The rise of Big Data, changing regulations and evolving real-time trading trends are leading global commodity giants, trading houses and other market participants to think about recalibrating their traditional models and how business will be conducted moving forward.
This is understandable given the sums that are at stake, with research from consulting firm BCG estimating that the commodity trading industry’s potential value pool is worth around $70 billion per year.
- However, new players are emerging, either starting up businesses or backing those aiming to re-engineer some traditional methods of oil refining.
- "Commodity trading and oil trading as the largest commodity will be significantly shaped by two mega-trends, namely new data sets from remote sensing via satellites, as well as superior data science models that can process, curate and combine datain near real time on a massive scale." - Florian Thaler, CEO of OilX
- These themes are also altering the power balance between the new entrants and established industry players such as oil majors, banks, brokers and service providers.

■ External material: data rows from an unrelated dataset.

// Request and reply envelopes

use crate::{Result, VisorError};
use serde::{Deserialize, Serialize};
use serde_json::Value;

#[derive(Debug, Clone, PartialEq, Serialize, Deserialize)]
pub struct RpcRequest {
    pub method: String,
    #[serde(default)]
    pub params: Value,
}

impl RpcRequest {
    pub fn new(method: impl Into<String>, params: Value) -> Self {
        Self {
            method: method.into(),
            params,
        }
    }
}

/// Reply to one call: a result, or the error the callee reported
#[derive(Debug, Clone, PartialEq, Serialize, Deserialize)]
pub struct RpcResponse {
    #[serde(default)]
    pub result: Value,
    #[serde(default, skip_serializing_if = "Option::is_none")]
    pub error: Option<VisorError>,
}

impl RpcResponse {
    pub fn ok(result: Value) -> Self {
        Self {
            result,
            error: None,
        }
    }

    pub fn err(error: VisorError) -> Self {
        Self {
            result: Value::Null,
            error: Some(error),
        }
    }

    pub fn is_err(&self) -> bool {
        self.error.is_some()
    }

    pub fn into_result(self) -> Result<Value> {
        match self.error {
            Some(err) => Err(err),
            None => Ok(self.result),
        }
    }
}
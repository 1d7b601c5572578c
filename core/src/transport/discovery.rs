//! Transport discovery: the directory a visor registers its transports with.
//!
//! The directory itself lives outside this crate. `TransportDiscovery` is the
//! seam the control surface calls through; `MemoryDiscovery` is an in-memory
//! directory for simulations and tests.

use super::summary::{make_transport_id, TransportId};
use crate::identity::PubKey;
use crate::{Result, VisorError};
use parking_lot::RwLock;
use serde::{Deserialize, Serialize};
use std::collections::HashMap;

/// A transport as registered in the discovery directory
#[derive(Debug, Clone, PartialEq, Eq, Serialize, Deserialize)]
pub struct DiscoveryEntry {
    pub id: TransportId,
    /// Edge keys, ordered bytewise
    pub edges: [PubKey; 2],
    #[serde(rename = "type")]
    pub tp_type: String,
    pub public: bool,
}

impl DiscoveryEntry {
    pub fn new(a: PubKey, b: PubKey, tp_type: impl Into<String>, public: bool) -> Self {
        let tp_type = tp_type.into();
        let edges = if a <= b { [a, b] } else { [b, a] };
        Self {
            id: make_transport_id(&a, &b, &tp_type),
            edges,
            tp_type,
            public,
        }
    }

    pub fn has_edge(&self, pk: &PubKey) -> bool {
        self.edges.contains(pk)
    }
}

/// Directory entry plus the liveness reported by each edge
#[derive(Debug, Clone, PartialEq, Eq, Serialize, Deserialize)]
pub struct EntryWithStatus {
    pub entry: DiscoveryEntry,
    pub is_up: bool,
    /// Registration time, unix seconds
    pub registered: i64,
    /// Status reported by `edges[0]` and `edges[1]`
    pub statuses: [bool; 2],
}

pub trait TransportDiscovery: Send + Sync {
    /// All entries that have `pk` as an edge
    fn entries_by_pk(&self, pk: &PubKey) -> Result<Vec<EntryWithStatus>>;

    /// The entry registered under `id`
    fn entry_by_id(&self, id: TransportId) -> Result<EntryWithStatus>;
}

#[derive(Default)]
pub struct MemoryDiscovery {
    entries: RwLock<HashMap<TransportId, EntryWithStatus>>,
}

impl MemoryDiscovery {
    pub fn new() -> Self {
        Self::default()
    }

    pub fn register(&self, entry: EntryWithStatus) {
        self.entries.write().insert(entry.entry.id, entry);
    }
}

impl TransportDiscovery for MemoryDiscovery {
    fn entries_by_pk(&self, pk: &PubKey) -> Result<Vec<EntryWithStatus>> {
        let mut found: Vec<EntryWithStatus> = self
            .entries
            .read()
            .values()
            .filter(|e| e.entry.has_edge(pk))
            .cloned()
            .collect();
        found.sort_by_key(|e| e.registered);
        Ok(found)
    }

    fn entry_by_id(&self, id: TransportId) -> Result<EntryWithStatus> {
        self.entries
            .read()
            .get(&id)
            .cloned()
            .ok_or_else(|| VisorError::NotFound(format!("discovery entry of id '{}'", id)))
    }
}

- On the face of it, commodity trading sounds straightforward: Make a profit by monetizing market imperfections such as those related to quality, time and location. The reality is, of course, more nuanced.
The commodity trading industry has a long history of agility and constant adaptation. However, the speed of change and the diversity in background and skill set of new entrants in the space will require the big players to embark on new ways to create proprietary information flows and utilize algorithm-based analytics.
The incorporation of data science technologies into the decision-making process may also see a number of traditional players entering partnerships with some of the startups that are setting out to disrupt the industry.
Photo (Rig) by Nandu Chitnis.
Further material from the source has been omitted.